Наконец, третий пробел состоит в более чем систематическом игнорировании вопроса идентичности, даже когда появляется насущная необходимость его разрешить, особенно в связи с проблемами самоидентификации, а для девочки – идентификации с матерью. Так, например, классические интерпретации женской гомосексуальности до последнего времени исключительно связывали с проблемой фиксации на матери, ограниченно принимая во внимание данные по этому вопросу, которые сегодня весьма далеки от того, чтобы подтверждать убедительность таких предположений. Процесс формирования идентичности протекает для девочки через стадию самоидентификации с матерью. Как бы это ни было банально, необходимо признать, что недостаточно простой принадлежности к тому же полу, что и мать, чтобы процесс идентификации исходил от самой дочери. Но концентрация предположений в измерении идентичного рискует привести к замалчиванию другого измерения, симметричного, а именно той идентициональной работы по дифференциации, которая необходима, чтобы дочь могла выстроить себя не по образу и подобию другого, а по образу самой себя, такой, какая она есть на самом деле[55].
Однако идентификационное измерение особенно важно для дочери, которая в противоположность мальчику должна, чтобы стать самой собой, отделиться от идентификационного объекта того же пола. Достаточно просто обратить внимание на то измерение идентичности, которое отвечает за различия, чтобы понять с каким количеством трудностей может столкнуться дочь, которая должна выстроить собственное чувство идентичного по аналогии с другой личностью, отделившись от нее, чтобы избегнуть захвата своей личности, однако не идентифицируя себя с противоположным полом, и все это необходимо согласовать с чувством любви к собственной матери...
Вопрос о разделении крайне редко становится центральным в психоаналитических построениях.

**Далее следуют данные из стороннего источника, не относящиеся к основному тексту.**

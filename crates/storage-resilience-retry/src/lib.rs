//! Classified retry for storage operations.
//!
//! The [`RetryExecutor`] runs an [`Operation`] through a resource's circuit
//! breaker and retries it with bounded exponential backoff and jitter, but
//! only when that is safe:
//!
//! - the failure must be classified retryable (see
//!   [`storage_resilience_core::classify`]) and its category allowed by the
//!   [`RetryPolicy`]
//! - the operation must be idempotent, or the policy must opt in with
//!   `retry_non_idempotent(true)`
//! - attempts never exceed `max_attempts`
//!
//! An open circuit ends the call immediately with [`Outcome::CircuitOpen`],
//! and cancelling the token ends it with [`Outcome::Cancelled`] without
//! recording anything against the resource.
//!
//! ## Example
//!
//! ```rust
//! use storage_resilience_circuitbreaker::CircuitBreakerRegistry;
//! use storage_resilience_retry::{Operation, RetryExecutor, RetryPolicy};
//! use tokio_util::sync::CancellationToken;
//! use std::time::Duration;
//!
//! # async fn example() {
//! let registry = CircuitBreakerRegistry::default();
//! let policy = RetryPolicy::builder()
//!     .max_attempts(5)
//!     .initial_delay(Duration::from_millis(50))
//!     .build()
//!     .expect("valid policy");
//!
//! let outcome = RetryExecutor::new()
//!     .execute(
//!         Operation::idempotent(|| async { Ok::<_, std::io::Error>("row") }),
//!         &policy,
//!         &registry.get_or_create("primary-db"),
//!         &CancellationToken::new(),
//!     )
//!     .await;
//! assert!(outcome.is_success());
//! # }
//! ```

mod events;
mod operation;
mod policy;

pub use events::{RetryEvent, SkipReason};
pub use operation::Operation;
pub use policy::{PolicyError, RetryPolicy, RetryPolicyBuilder};

#[cfg(feature = "metrics")]
use metrics::counter;
use std::fmt::Display;
use std::future::Future;
use std::time::{Duration, Instant};
use storage_resilience_circuitbreaker::{CallPermit, CircuitBreaker, CircuitBreakerConfig};
use storage_resilience_core::{
    classify_error, ErrorCategory, ErrorClassification, EventListener, EventListeners, FnListener,
    Outcome,
};
use tokio_util::sync::CancellationToken;

/// Runs operations with classified retries.
#[derive(Clone, Default)]
pub struct RetryExecutor {
    event_listeners: EventListeners<RetryEvent>,
}

impl RetryExecutor {
    /// Creates an executor with no listeners.
    pub fn new() -> Self {
        Self::default()
    }

    /// Registers a listener for every retry event.
    pub fn with_listener<L>(mut self, listener: L) -> Self
    where
        L: EventListener<RetryEvent> + 'static,
    {
        self.event_listeners.add(listener);
        self
    }

    /// Registers a callback invoked before each retry with the retry number
    /// (1 = first retry) and the delay about to be slept.
    pub fn on_retry<F>(mut self, f: F) -> Self
    where
        F: Fn(u32, Duration) + Send + Sync + 'static,
    {
        self.event_listeners.add(FnListener::new(move |event: &RetryEvent| {
            if let RetryEvent::Retry { attempt, delay, .. } = event {
                f(*attempt, *delay);
            }
        }));
        self
    }

    /// Runs `operation` against the resource guarded by `breaker`.
    pub async fn execute<F, Fut, T, E>(
        &self,
        mut operation: Operation<F>,
        policy: &RetryPolicy,
        breaker: &CircuitBreaker,
        cancel: &CancellationToken,
    ) -> Outcome<T>
    where
        F: FnMut() -> Fut,
        Fut: Future<Output = Result<T, E>>,
        E: Display,
    {
        let resource = breaker.resource_key();
        let mut attempt: u32 = 0;

        loop {
            if cancel.is_cancelled() {
                return self.cancelled(resource, attempt);
            }

            let permit = match breaker.try_acquire() {
                Ok(permit) => permit,
                Err(open) => {
                    self.emit(RetryEvent::Rejected {
                        resource: resource.to_string(),
                        timestamp: Instant::now(),
                        attempts: attempt,
                    });
                    record_outcome(resource, "rejected");
                    return Outcome::CircuitOpen {
                        resource: open.resource,
                        retry_after: open.retry_after,
                    };
                }
            };

            #[cfg(feature = "metrics")]
            counter!("storage_retry_attempts_total", "resource" => resource.to_string()).increment(1);

            let result = tokio::select! {
                biased;
                _ = cancel.cancelled() => {
                    permit.release();
                    return self.cancelled(resource, attempt);
                }
                result = run_attempt((operation.f)(), policy.attempt_timeout()) => result,
            };
            let attempts = attempt + 1;

            let classification = match result {
                Ok(value) => {
                    permit.record_success();
                    self.emit(RetryEvent::Success {
                        resource: resource.to_string(),
                        timestamp: Instant::now(),
                        attempts,
                    });
                    record_outcome(resource, "success");
                    return Outcome::Success(value);
                }
                Err(classification) => classification,
            };

            settle(permit, &classification, breaker.config());
            tracing::debug!(
                resource,
                attempt = attempts,
                category = %classification.category,
                error = %classification.source_message,
                "storage attempt failed"
            );

            let skip = if !policy.is_retryable(&classification) {
                Some(SkipReason::NotRetryable)
            } else if !operation.idempotent && !policy.retry_non_idempotent() {
                Some(SkipReason::NonIdempotent)
            } else {
                None
            };

            if let Some(reason) = skip {
                self.emit(RetryEvent::NotRetried {
                    resource: resource.to_string(),
                    timestamp: Instant::now(),
                    attempts,
                    category: classification.category,
                    reason,
                });
                record_outcome(resource, "failure");
                return Outcome::Failure(classification);
            }

            if attempts >= policy.max_attempts() {
                self.emit(RetryEvent::Exhausted {
                    resource: resource.to_string(),
                    timestamp: Instant::now(),
                    attempts,
                    category: classification.category,
                });
                tracing::warn!(resource, attempts, category = %classification.category, "retries exhausted");
                record_outcome(resource, "exhausted");
                return Outcome::Failure(classification);
            }

            let delay = policy.delay_for_attempt(attempt);
            self.emit(RetryEvent::Retry {
                resource: resource.to_string(),
                timestamp: Instant::now(),
                attempt: attempts,
                delay,
                category: classification.category,
            });

            tokio::select! {
                biased;
                _ = cancel.cancelled() => return self.cancelled(resource, attempts),
                _ = tokio::time::sleep(delay) => {}
            }
            attempt = attempts;
        }
    }

    fn cancelled<T>(&self, resource: &str, attempts: u32) -> Outcome<T> {
        tracing::debug!(resource, attempts, "storage call cancelled");
        self.emit(RetryEvent::Cancelled {
            resource: resource.to_string(),
            timestamp: Instant::now(),
            attempts,
        });
        record_outcome(resource, "cancelled");
        Outcome::Cancelled
    }

    fn emit(&self, event: RetryEvent) {
        self.event_listeners.emit(&event);
    }
}

impl std::fmt::Debug for RetryExecutor {
    fn fmt(&self, f: &mut std::fmt::Formatter<'_>) -> std::fmt::Result {
        f.debug_struct("RetryExecutor")
            .field("listeners", &self.event_listeners.len())
            .finish()
    }
}

/// Runs one attempt, bounded by the per-attempt timeout.
async fn run_attempt<Fut, T, E>(
    attempt: Fut,
    timeout: Option<Duration>,
) -> Result<T, ErrorClassification>
where
    Fut: Future<Output = Result<T, E>>,
    E: Display,
{
    let result = match timeout {
        Some(limit) => match tokio::time::timeout(limit, attempt).await {
            Ok(result) => result,
            Err(_) => {
                return Err(ErrorClassification::new(
                    ErrorCategory::Connection,
                    true,
                    format!("attempt timed out after {limit:?}"),
                ))
            }
        },
        None => attempt.await,
    };
    result.map_err(|error| classify_error(&error))
}

/// Tells the circuit what a classified failure says about the resource.
///
/// Query errors mean the resource answered, so they count as healthy.
/// Unknown errors count only when the circuit is configured to.
fn settle(permit: CallPermit<'_>, classification: &ErrorClassification, config: &CircuitBreakerConfig) {
    match classification.category {
        ErrorCategory::Query => permit.record_success(),
        ErrorCategory::Unknown if !config.count_unknown_failures() => permit.release(),
        _ => permit.record_failure(),
    }
}

#[cfg(feature = "metrics")]
fn record_outcome(resource: &str, outcome: &'static str) {
    counter!("storage_retry_outcomes_total", "resource" => resource.to_string(), "outcome" => outcome)
        .increment(1);
}

#[cfg(not(feature = "metrics"))]
fn record_outcome(_resource: &str, _outcome: &'static str) {}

В Соединенных Штатах детский психиатр Маргарет Малер сконструировала вокруг этого понятия теорию развития ребенка, согласно которой ребенок сначала находится на стадии, где познает симбиоз, а затем следует фаза отделения, которую она назвала «разделение-индивидуация». Наконец, совсем недавно американский психоаналитик Джессика Бенджамин вновь подвергла проработке проблематику идентичности в психоанализе, проникнув в неизведанное прежде пространство «взаимного узнавания, то есть насущной необходимости не только вновь узнать, но и быть узнанным другим», что позволяет определить разницу между «идентификационной любовью» и «любовью эдиповой».
Это проникновение добавляет фрейдовской теории дополнительное измерение, внутреннее по отношению к эдиповой стадии индивидуального развития: оно касается выстраивания идентичности и узнавания, соответствующего дифференционным процессам. Однако, если необходимо принять в расчет, что внутри этого идентиционального измерения существует определенное разделение между процессами идентификации и дифференциации, то мы затрагиваем скорее специфически женскую проблематику. Так как это нечто большее, чем просто борьба за самопознание, которая не ограничивается мужской идентификацией, – женщины «должны столкнуться с парадоксальной необходимостью отделиться от своей матери и одновременно идентифицироваться с ней», как полагает Д. Бенджамин.